Depois de passar por empresas como Icatu, MetLife, Unibanco AIG e Notredame Intermédica, Rosana chegou a Admix já com um desafio em mãos. “Fui chamada para montar a área de Canais, ou seja, trabalhar em uma corretora de seguros, convencendo outros corretores – na verdade concorrentes – a distribuir por meio da Admix. Era algo que ninguém tinha feito.” Com o conhecimento acumulado em experiências passadas, começou a bater na porta dos corretores com a proposta. E deu certo: hoje são 1.200 atendidos.

Nesses dez anos, ela conheceu a empresa de todas as perspectivas: passou pelas áreas de estudos, implantação, projetos, pós-vendas e relacionamento, técnica, operacional, recursos humanos, planejamento financeiro e análise até, finalmente, chegar à presidência. Hoje, as novidades continuam a movê-la. “Me tornar CEO na Admix foi uma tarefa menos desafiadora do que virar vice-presidente na Aon, porque, na primeira, eu participei do processo de construção dos alicerces da empresa, foi um crescimento natural. O momento de hoje requer ainda mais tempo e dedicação.”

Para ela, entretanto, ter a carreira movida por desafios – muito mais do que por cargos – é uma característica feminina e foi essa noção que impulsionou as suas decisões. “Todas as escolhas que fiz foram pensando no que elas acrescentariam ao meu mapa pessoal e profissional, em termos de experiência e exposição, e do que eu poderia desenvolver dali pra frente.”

Mulheres e escolhas

Tradicionalmente ocupado por homens, o universo corporativo não é dos mais amigáveis às mulheres. À dificuldade de encontrar espaço e crescer profissionalmente, pode ser acrescentada a tão conhecida dupla jornada.

Com duas enteadas, de 20 e 18 anos, e três filhos, de 15, 11 e 2 anos, para Rosana, a maior dificuldade na carreira veio da necessidade de gerenciar o tempo. “Quando se é mãe, dona de casa e executiva, você tem que fazer escolhas e a maior delas, para mim, foi como lidar com isso tudo.

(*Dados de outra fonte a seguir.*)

//! Sparse-matrix-driven connection plan.

#[derive(Debug, Clone, PartialEq)]
pub struct SparseMatrixPlan {
    pub variable: String,
    pub row_mapping: String,
    pub column_mapping: String,
}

Mas eu tenho a premissa de que qualidade é mais importante do que quantidade de tempo com os filhos, e foi assim que consegui balancear a vida familiar com a atenção à carreira.”

Buscar o seu encaixe no mundo corporativo foi o segundo ponto que precisou desenvolver. “Eu tive que me adequar para entender como caminhar e fazer a tradução para um ambiente masculino, mas continuar com os olhos brilhando pelos desafios.”

Para ela, entender as diferenças entre o comportamento de homens e mulheres foi um passo importante para encontrar o seu espaço nesse universo. “É preciso conservar a essência, ser o que é. Se você está em um ambiente majoritariamente masculino, você precisa procurar entender como eles pensam e buscar, com a habilidade que a mulher tem, construir relações que funcionem em prol do negócio.”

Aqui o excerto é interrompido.